Available data
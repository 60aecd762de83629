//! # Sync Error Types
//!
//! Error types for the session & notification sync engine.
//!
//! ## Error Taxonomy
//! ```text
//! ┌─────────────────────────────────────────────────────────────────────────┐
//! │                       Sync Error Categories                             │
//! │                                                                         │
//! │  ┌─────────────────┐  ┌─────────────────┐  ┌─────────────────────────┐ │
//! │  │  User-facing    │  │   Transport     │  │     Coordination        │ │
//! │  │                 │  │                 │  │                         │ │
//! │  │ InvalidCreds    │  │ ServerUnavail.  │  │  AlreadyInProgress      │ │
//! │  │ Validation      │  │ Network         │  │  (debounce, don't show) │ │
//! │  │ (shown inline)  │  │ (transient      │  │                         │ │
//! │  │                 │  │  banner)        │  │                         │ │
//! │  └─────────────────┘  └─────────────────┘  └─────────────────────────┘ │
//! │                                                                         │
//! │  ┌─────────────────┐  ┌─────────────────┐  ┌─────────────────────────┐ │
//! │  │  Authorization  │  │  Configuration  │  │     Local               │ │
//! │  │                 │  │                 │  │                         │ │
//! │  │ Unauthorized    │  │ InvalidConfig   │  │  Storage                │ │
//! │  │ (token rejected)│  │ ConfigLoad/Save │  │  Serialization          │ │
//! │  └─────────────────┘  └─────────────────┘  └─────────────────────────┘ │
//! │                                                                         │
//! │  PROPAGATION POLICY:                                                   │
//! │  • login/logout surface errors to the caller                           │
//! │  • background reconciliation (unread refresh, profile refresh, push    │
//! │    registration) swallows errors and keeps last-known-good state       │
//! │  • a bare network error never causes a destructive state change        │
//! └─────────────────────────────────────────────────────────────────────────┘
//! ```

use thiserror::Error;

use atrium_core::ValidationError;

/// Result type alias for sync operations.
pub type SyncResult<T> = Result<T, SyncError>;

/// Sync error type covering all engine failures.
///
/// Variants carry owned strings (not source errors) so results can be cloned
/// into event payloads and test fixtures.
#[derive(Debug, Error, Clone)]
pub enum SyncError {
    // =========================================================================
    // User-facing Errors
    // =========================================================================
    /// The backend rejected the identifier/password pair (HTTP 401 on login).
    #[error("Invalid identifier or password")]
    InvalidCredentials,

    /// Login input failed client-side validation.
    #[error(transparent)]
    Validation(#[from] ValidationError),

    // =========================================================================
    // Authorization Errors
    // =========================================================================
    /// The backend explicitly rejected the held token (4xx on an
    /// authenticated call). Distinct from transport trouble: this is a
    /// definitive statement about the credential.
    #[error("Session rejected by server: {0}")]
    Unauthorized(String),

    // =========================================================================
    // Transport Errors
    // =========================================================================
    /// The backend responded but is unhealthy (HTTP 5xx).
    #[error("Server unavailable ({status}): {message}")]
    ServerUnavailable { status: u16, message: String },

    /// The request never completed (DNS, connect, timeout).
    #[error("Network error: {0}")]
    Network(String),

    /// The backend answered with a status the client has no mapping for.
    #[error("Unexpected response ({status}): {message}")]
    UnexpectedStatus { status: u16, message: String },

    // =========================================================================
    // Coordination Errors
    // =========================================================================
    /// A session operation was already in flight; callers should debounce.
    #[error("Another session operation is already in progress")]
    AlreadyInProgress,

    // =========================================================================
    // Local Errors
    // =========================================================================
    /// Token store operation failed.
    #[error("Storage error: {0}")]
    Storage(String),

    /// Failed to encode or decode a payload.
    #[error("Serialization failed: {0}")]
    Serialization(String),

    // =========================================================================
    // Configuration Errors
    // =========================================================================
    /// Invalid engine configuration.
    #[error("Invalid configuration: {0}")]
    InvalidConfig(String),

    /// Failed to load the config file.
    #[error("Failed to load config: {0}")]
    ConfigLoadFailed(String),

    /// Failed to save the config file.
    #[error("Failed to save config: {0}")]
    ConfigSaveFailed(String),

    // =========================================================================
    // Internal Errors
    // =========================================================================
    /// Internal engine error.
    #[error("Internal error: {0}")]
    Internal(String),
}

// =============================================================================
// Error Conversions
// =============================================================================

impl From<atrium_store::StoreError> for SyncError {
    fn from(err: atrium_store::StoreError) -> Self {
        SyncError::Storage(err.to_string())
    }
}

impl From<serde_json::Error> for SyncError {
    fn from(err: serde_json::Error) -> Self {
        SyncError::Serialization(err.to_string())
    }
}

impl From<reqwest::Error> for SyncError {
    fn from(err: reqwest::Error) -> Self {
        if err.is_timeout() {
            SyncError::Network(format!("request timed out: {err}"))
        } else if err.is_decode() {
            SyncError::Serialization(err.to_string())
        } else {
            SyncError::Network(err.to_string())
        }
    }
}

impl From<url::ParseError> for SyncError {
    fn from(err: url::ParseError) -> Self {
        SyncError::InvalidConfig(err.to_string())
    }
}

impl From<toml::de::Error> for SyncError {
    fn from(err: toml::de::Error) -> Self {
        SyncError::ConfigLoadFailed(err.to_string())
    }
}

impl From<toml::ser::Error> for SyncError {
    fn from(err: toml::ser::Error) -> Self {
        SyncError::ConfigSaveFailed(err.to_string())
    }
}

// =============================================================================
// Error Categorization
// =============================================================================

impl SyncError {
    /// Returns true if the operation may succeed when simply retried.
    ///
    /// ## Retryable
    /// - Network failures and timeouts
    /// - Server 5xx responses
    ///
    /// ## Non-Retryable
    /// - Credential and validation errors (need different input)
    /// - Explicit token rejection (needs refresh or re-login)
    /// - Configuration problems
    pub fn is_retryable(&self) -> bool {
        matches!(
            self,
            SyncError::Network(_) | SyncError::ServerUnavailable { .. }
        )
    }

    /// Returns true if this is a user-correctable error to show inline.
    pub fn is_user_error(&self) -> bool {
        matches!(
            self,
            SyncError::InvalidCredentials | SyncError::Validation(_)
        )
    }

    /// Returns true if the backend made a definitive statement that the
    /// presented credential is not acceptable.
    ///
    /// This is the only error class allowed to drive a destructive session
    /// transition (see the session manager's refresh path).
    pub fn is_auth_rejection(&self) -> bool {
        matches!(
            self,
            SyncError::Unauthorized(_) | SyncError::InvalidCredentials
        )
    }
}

...

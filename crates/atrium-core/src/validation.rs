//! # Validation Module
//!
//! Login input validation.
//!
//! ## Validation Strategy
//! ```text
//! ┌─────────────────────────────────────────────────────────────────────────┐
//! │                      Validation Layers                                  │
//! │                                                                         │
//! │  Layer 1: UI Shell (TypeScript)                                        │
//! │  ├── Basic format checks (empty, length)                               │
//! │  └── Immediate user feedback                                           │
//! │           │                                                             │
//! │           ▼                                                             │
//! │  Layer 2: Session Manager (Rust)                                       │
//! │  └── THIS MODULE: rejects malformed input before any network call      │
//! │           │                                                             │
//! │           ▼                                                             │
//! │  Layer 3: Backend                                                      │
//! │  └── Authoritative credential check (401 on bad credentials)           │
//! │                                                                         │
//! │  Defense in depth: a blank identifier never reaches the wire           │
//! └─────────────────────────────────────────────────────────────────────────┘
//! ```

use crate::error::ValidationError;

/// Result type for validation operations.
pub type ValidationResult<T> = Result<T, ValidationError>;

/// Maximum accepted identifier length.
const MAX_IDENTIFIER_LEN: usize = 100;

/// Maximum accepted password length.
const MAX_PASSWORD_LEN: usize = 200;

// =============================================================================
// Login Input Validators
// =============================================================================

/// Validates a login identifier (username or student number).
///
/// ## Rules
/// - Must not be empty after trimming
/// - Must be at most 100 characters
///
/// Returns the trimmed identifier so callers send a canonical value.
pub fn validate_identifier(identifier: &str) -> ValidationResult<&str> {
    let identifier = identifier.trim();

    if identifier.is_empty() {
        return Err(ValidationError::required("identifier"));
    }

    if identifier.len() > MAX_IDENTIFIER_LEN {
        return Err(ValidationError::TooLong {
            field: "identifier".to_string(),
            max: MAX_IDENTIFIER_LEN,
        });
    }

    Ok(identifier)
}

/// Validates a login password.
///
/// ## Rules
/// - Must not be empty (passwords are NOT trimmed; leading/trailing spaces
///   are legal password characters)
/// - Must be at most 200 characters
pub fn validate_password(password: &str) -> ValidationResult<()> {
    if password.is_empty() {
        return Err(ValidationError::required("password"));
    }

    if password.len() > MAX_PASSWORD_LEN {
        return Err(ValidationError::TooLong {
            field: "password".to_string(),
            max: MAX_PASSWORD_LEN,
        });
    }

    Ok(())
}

What you should do
From the listing above, copy out each line where the word "ValidationError" appears.

Expected output
use atrium_core::ValidationError;
    Validation(#[from] ValidationError),
use crate::error::ValidationError;
pub type ValidationResult<T> = Result<T, ValidationError>;
        return Err(ValidationError::required("identifier"));
        return Err(ValidationError::TooLong {
        return Err(ValidationError::required("password"));
        return Err(ValidationError::TooLong {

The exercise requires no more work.